Task prompt: Copy out every line holding the string "PgPoolOptions" from the records below.

┄┄┄┄┄┄

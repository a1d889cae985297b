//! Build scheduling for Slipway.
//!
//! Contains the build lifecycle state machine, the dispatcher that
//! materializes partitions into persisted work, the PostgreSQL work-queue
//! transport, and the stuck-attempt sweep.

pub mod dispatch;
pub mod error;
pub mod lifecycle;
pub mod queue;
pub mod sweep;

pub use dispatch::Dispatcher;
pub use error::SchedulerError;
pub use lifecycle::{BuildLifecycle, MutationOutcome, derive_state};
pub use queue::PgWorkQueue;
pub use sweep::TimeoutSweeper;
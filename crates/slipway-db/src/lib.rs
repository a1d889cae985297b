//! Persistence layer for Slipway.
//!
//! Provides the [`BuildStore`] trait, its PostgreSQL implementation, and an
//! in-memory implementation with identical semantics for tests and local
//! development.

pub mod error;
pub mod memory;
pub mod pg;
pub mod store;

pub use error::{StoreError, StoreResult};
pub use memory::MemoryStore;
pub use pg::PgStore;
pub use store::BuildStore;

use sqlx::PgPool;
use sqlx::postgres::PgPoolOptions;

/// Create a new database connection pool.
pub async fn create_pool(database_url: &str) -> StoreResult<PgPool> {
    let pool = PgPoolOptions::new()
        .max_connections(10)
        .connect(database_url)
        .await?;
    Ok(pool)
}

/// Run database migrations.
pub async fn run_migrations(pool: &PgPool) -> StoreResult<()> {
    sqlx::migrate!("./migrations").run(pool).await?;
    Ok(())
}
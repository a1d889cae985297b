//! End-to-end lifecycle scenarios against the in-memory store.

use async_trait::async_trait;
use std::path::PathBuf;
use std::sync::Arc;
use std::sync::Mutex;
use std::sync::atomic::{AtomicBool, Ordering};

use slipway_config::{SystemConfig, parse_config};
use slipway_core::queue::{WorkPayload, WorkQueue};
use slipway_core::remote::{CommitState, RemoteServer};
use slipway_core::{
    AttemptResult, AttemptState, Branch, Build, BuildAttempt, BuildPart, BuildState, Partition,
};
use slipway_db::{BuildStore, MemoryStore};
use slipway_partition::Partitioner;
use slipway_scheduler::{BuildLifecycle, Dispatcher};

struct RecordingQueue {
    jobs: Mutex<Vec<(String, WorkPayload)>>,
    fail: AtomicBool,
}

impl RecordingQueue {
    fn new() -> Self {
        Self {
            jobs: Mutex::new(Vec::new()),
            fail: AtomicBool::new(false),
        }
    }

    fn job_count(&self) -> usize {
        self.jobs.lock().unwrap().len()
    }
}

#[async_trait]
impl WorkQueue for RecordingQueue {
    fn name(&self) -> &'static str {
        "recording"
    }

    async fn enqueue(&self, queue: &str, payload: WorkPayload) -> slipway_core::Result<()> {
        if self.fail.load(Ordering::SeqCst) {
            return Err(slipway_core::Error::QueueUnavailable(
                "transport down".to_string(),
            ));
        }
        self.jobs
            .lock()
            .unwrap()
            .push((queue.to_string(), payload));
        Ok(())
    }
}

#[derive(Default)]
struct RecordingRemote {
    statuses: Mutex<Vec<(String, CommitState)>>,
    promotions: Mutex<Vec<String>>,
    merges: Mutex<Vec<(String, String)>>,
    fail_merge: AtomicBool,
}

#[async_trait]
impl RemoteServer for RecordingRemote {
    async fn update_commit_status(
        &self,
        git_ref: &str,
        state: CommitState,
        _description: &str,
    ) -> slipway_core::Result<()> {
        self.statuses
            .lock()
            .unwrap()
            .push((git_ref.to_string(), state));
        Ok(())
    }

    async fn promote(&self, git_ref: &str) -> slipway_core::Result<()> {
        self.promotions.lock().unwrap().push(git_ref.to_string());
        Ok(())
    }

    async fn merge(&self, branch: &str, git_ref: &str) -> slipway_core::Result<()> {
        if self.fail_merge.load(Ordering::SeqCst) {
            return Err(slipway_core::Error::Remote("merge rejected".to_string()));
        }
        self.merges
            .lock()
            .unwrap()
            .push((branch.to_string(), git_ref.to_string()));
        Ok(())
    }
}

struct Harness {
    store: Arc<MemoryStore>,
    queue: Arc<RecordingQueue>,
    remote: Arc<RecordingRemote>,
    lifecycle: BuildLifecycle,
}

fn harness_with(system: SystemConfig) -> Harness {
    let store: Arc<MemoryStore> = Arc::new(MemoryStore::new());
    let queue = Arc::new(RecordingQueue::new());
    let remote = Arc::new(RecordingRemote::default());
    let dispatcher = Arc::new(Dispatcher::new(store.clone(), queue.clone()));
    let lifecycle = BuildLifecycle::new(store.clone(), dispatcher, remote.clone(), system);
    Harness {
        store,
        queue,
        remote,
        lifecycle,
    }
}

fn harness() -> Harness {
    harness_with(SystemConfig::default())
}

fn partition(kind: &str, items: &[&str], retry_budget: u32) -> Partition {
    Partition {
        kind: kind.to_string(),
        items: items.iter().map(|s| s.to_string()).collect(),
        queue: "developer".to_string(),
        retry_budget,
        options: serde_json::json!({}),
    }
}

┄┄┄┄┄┄

Response below:
use sqlx::postgres::PgPoolOptions;
    let pool = PgPoolOptions::new()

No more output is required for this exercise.